WASHINGTON (Reuters) - London's Sunday Times said it may take legal action against cyclist Lance Armstrong, including pursuing him for alleged fraud over a libel settlement, in the wake of the United States Anti-Doping Agency's report labelling him a drug cheat.
The newspaper, which is owned by Rupert Murdoch's News Corp, is "considering taking action to recover the money spent on a libel case he (Armstrong) brought and to pursue him for fraud," said a Sunday Times spokeswoman.
Armstrong sued the Sunday Times and two of its journalists over an article that appeared in the newspaper in 2004 concerning the doping allegations. After a series of rulings in Armstrong's favour in the UK courts, the two sides reached a settlement, the size of which was not disclosed.
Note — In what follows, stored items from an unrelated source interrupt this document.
impl<'a> Installer<'a> {
    pub fn new(
        project_root: PathBuf,
        config: &'a ProjectConfig,
        adapter: Box<dyn PlatformAdapter>,
        options: InstallOptions,
    ) -> Self {
        Installer {
            project_root,
            config,
            adapter,
            options,
        }
    }

    /// Install a batch of `(name, spec)` pairs
    ///
    /// Always returns a summary with one result per attempted plugin; the
    /// caller decides whether any failure is fatal to the overall
    /// operation. The state file is persisted unconditionally and scratch
    /// space is purged regardless of outcome.
    pub fn install(&mut self, requests: &[(String, PluginSpec)]) -> Result<InstallSummary, InstallError> {
        let mut lockfile = Lockfile::load(&self.project_root)?;
        let mut state = StateFile::load(&self.project_root)?;
        let scratch_root = state::state_dir(&self.project_root).join("scratch");

        // Resolution failures drop the plugin from the batch without
        // aborting the others.
        let mut resolved_set: Vec<(String, ResolvedPackage)> = Vec::new();
        let mut skipped = Vec::new();
        {
            let resolver = Resolver::new(&self.project_root, self.config, &lockfile);
            for (name, spec) in requests {
                match resolver.resolve(name, spec, self.options.use_lock) {
                    Some(resolved) => resolved_set.push((name.clone(), resolved)),
                    None => skipped.push(name.clone()),
                }
            }
        }

        // Best-effort pre-install preview: fetch-and-parse returns an
        // optional value, absence is a valid outcome. Successful fetches
        // are cached for the per-plugin installs below.
        let mut fetched: BTreeMap<String, FetchedSource> = BTreeMap::new();
        let mut previews: Vec<PluginManifest> = Vec::new();
        for (name, resolved) in &resolved_set {
            if let Some(source) = self.fetch_quietly(name, resolved, &scratch_root) {
                if let Ok(manifest) = PluginManifest::load(&source.dir) {
                    previews.push(manifest);
                }
                fetched.insert(name.clone(), source);
            }
        }
        self.adapter.pre_install(&self.project_root, &previews)?;

        let mut results = Vec::new();
        let mut mcp_fragments: Vec<Value> = Vec::new();
        let mut succeeded: Vec<PluginManifest> = Vec::new();

        for (name, resolved) in &resolved_set {
            match self.install_one(name, resolved, &mut state, &fetched, &scratch_root) {
                Ok(outcome) => {
                    let mut warnings = outcome.warnings;
                    if self.options.use_lock {
                        if let Some(locked) = lockfile.locked_entry(name) {
                            if !locked.integrity.is_empty()
                                && !outcome.integrity.is_empty()
                                && locked.integrity != outcome.integrity
                            {
                                warnings.push(format!(
                                    "content of '{}' no longer matches the locked integrity digest",
                                    name
                                ));
                            }
                        }
                    }
                    if self.options.update_lock {
                        lockfile.set_entry(
                            name,
                            LockEntry {
                                version: outcome.manifest.plugin.version.clone(),
                                source: resolved.locator.clone(),
                                integrity: outcome.integrity.clone(),
                            },
                        );
                    }

                    results.push(InstallResult {
                        plugin: name.clone(),
                        success: true,
                        message: format!("installed {} {}", name, outcome.manifest.plugin.version),
                        warnings,
                    });
                    mcp_fragments.extend(outcome.mcp_fragments);
                    succeeded.push(outcome.manifest);
                }
                Err(err) => {
                    logger::error(&format!("Failed to install '{}': {}", name, err));
                    results.push(InstallResult {
                        plugin: name.clone(),
                        success: false,
                        message: err.to_string(),
                        warnings: Vec::new(),
                    });
                }
            }
        }

        // Auxiliary server config is merged and persisted once for the
        // whole batch, then the post-install hook sees what stuck.
        let tail = self
            .write_aux_config(&mcp_fragments)
            .and_then(|()| self.adapter.post_install(&self.project_root, &succeeded));

        if self.options.update_lock {
            if let Err(err) = lockfile.save(&self.project_root) {
                logger::warn(&format!("Failed to write lockfile: {}", err));
            }
        }
        let state_saved = state.save(&self.project_root);

        let _ = fs::remove_dir_all(&scratch_root);

        tail?;
        state_saved?;

        let env_warnings = collect_env_warnings(&succeeded);
        Ok(InstallSummary {
            results,
            skipped,
            env_warnings,
        })
    }

    /// Fetch for the preview pass; failures here are expected and quiet
    fn fetch_quietly(
        &self,
        name: &str,
        resolved: &ResolvedPackage,
        scratch_root: &Path,
    ) -> Option<FetchedSource> {
        let locator = resolved.to_locator().ok()?;
        match fetch::fetch_locator(&locator, scratch_root, name) {
            Ok(source) => Some(source),
            Err(err) => {
                logger::debug(&format!("Preview fetch of '{}' failed: {:#}", name, err));
                None
            }
        }
    }

    /// The transactional unit: install one plugin, rolling its backups
    /// back on any failure after the first write
    fn install_one(
        &mut self,
        name: &str,
        resolved: &ResolvedPackage,
        state: &mut StateFile,
        fetched: &BTreeMap<String, FetchedSource>,
        scratch_root: &Path,
    ) -> Result<PluginOutcome, InstallError> {
        let mut tx = Transaction::new(name, &self.project_root);
        let mut previous: Option<PluginState> = None;

        let result = self.try_install(name, resolved, state, fetched, scratch_root, &mut tx, &mut previous);

        match result {
            Ok(outcome) => {
                tx.discard_backups();
                Ok(outcome)
            }
            Err(err) => {
                // Conflicts are detected before the offending plan writes
                // anything, so there is nothing to undo for them.
                if err.needs_rollback() {
                    tx.rollback();
                }
                // The failed attempt does not keep a claim on the plugin's
                // entry: restore the pre-install snapshot, or drop the
                // partial entry for a first-time install.
                state.remove_plugin(name);
                if let Some(previous) = previous {
                    state.restore_plugin(name, previous);
                }
                Err(err)
            }
        }
    }

    #[allow(clippy::too_many_arguments)]
    fn try_install(
        &mut self,
        name: &str,
        resolved: &ResolvedPackage,
        state: &mut StateFile,
        fetched: &BTreeMap<String, FetchedSource>,
        scratch_root: &Path,
        tx: &mut Transaction,
        previous: &mut Option<PluginState>,
    ) -> Result<PluginOutcome, InstallError> {
        let source = match fetched.get(name) {
            Some(source) => source.clone(),
            None => {
                let locator = resolved.to_locator().map_err(|err| InstallError::Fetch {
                    plugin: name.to_string(),
                    reason: format!("{err:#}"),
                })?;
                fetch::fetch_locator(&locator, scratch_root, name).map_err(|err| {
                    InstallError::Fetch {
                        plugin: name.to_string(),
                        reason: format!("{err:#}"),
                    }
                })?
            }
        };

        let manifest = PluginManifest::load(&source.dir)?;
        let warnings = self.adapter.validate_compatibility(&manifest);
        for warning in &warnings {
            logger::warn(warning);
        }

        let context = self.render_context(&manifest);

        // Snapshot the previous managed set, then clear the entry: the new
        // set is computed from scratch, and the old one feeds the
        // conflict-exclusion set and the stale-file cleanup.
        let snapshot = state.remove_plugin(name);
        let exclude: BTreeSet<String> = snapshot
            .as_ref()
            .map(PluginState::paths)
            .unwrap_or_default();
        *previous = snapshot;

        state.set_version(name, &manifest.plugin.version);

        let executor = Executor::new(&self.project_root, self.options.force);

        for kind in ComponentKind::ALL {
            for component in manifest.components(kind) {
                let rendered = match &component.context {
                    Some(spec) => render::resolve_context(spec, &source.dir, &context)?,
                    None => String::new(),
                };
                let plan = self.adapter.plan_component(
                    kind,
                    component,
                    &manifest,
                    &rendered,
                    &self.project_root,
                    &source.dir,
                )?;
                executor.execute(&plan, state, tx, &exclude)?;
            }
        }

        if let Some(injection) = &manifest.agent_file {
            let rendered = render::resolve_context(&injection.context, &source.dir, &context)?;
            let plan = self
                .adapter
                .plan_agent_file(&manifest, &rendered, &self.project_root)?;
            executor.execute(&plan, state, tx, &exclude)?;
        }

        let mut mcp_fragments = Vec::new();
        for decl in &manifest.mcp_servers {
            let fragment =
                self.adapter
                    .mcp_server_config(decl, &manifest, &self.project_root, &source.dir)?;
            mcp_fragments.push(fragment);
            state.add_mcp_server(name, &decl.name);
        }

        for pattern in &manifest.plugin.permissions {
            state.add_permission(name, pattern);
        }

        // Files present in the previous version but absent from the new
        // one are deleted, pruning now-empty parents up to the project root.
        if let Some(snapshot) = previous.as_ref() {
            let current = state.plugin(name).map(PluginState::paths).unwrap_or_default();
            self.remove_stale(snapshot, &current)?;
        }

        Ok(PluginOutcome {
            manifest,
            warnings,
            mcp_fragments,
            integrity: source.integrity,
        })
    }

    /// The render context: platform variables plus the plugin's own
    fn render_context(&self, manifest: &PluginManifest) -> Value {
        let mut context = self
            .adapter
            .template_variables(&self.project_root, manifest);
        if !context.is_object() {
            context = json!({});
        }
        if let Some(map) = context.as_object_mut() {
            map.insert(
                "plugin".to_string(),
                json!({
                    "name": manifest.plugin.name,
                    "version": manifest.plugin.version,
                    "description": manifest.plugin.description.clone().unwrap_or_default(),
                }),
            );
        }
        context
    }

    /// Delete paths the previous version managed that the new one dropped
    fn remove_stale(
        &self,
        snapshot: &PluginState,
        current: &BTreeSet<String>,
    ) -> Result<(), InstallError> {
        for file in &snapshot.files {
            if current.contains(file) {
                continue;
            }
            let full = self.project_root.join(file);
            if full.is_file() {
                logger::debug(&format!("Removing stale file {}", file));
                fs::remove_file(&full)?;
            }
            if let Some(parent) = full.parent() {
                prune_upward(&self.project_root, parent);
            }
        }

        for dir in &snapshot.directories {
            if current.contains(dir) {
                continue;
            }
            let full = self.project_root.join(dir);
            prune_upward(&self.project_root, &full);
        }

        Ok(())
    }

    /// Merge collected auxiliary server fragments into the adapter's config
    /// file: markup-config formats get tables, everything else JSON
    fn write_aux_config(&self, fragments: &[Value]) -> Result<(), InstallError> {
        if fragments.is_empty() {
            return Ok(());
        }
        let Some(path) = self.adapter.mcp_config_path(&self.project_root) else {
            return Ok(());
        };

        let is_toml = path.extension().is_some_and(|ext| ext == "toml");
        let existing: Value = if path.is_file() {
            let content = fs::read_to_string(&path)?;
            if is_toml {
                toml::from_str::<toml::Value>(&content)
                    .ok()
                    .and_then(|value| serde_json::to_value(value).ok())
                    .unwrap_or_else(|| json!({}))
            } else {
                serde_json::from_str(&content).unwrap_or_else(|_| json!({}))
            }
        } else {
            json!({})
        };

        let mut merged = existing;
        for fragment in fragments {
            merged = self.adapter.merge_mcp_config(merged, fragment);
        }

        let mut content = if is_toml {
            let value = toml::Value::try_from(&merged)
                .map_err(|err| InstallError::Adapter(format!("auxiliary config: {err}")))?;
            toml::to_string_pretty(&value)
                .map_err(|err| InstallError::Adapter(format!("auxiliary config: {err}")))?
        } else {
            serde_json::to_string_pretty(&merged)
                .map_err(|err| InstallError::Adapter(format!("auxiliary config: {err}")))?
        };
        if !content.ends_with('\n') {
            content.push('\n');
        }

        if let Some(parent) = path.parent() {
            fs::create_dir_all(parent)?;
        }
        fs::write(&path, content)?;
        Ok(())
    }
}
The newspaper also issued an apology to Armstrong.
One senior source at the newspaper said that the case cost it about $1 million.
There are precedents in the UK for the repayment of money won in libel suits. In one of the best-known instances, British novelist and former politician Jeffrey Archer paid back the damages he won in a libel case against the Daily Star newspaper. This followed his sentencing to four years jail in 2001 after being found guilty of perjury and perverting the course of justice in that libel case.
In August, Armstrong announced that he would no longer contest charges brought by the anti-doping agency, which earlier this week released a report and documentation, including affidavits from former Armstrong teammates, accusing him of not only using performance enhancing drugs but imposing a "doping culture" on his team.
Mark Fabiani, a spokesman for Armstrong, said that he had no comment on the Sunday Times threat of legal action. Armstrong still emphatically denies doping, Fabiani said.
Fabiani rejected speculation that, in light of the anti-doping agency's accusations, U.S. federal prosecutors might re-open a criminal investigation into a cycling team partly-owned by Armstrong, which was closed earlier this year.
A reopening of the case was "entirely implausible," Fabiani said. "There is not a single thing in the USADA report that the US attorney did not have," he said.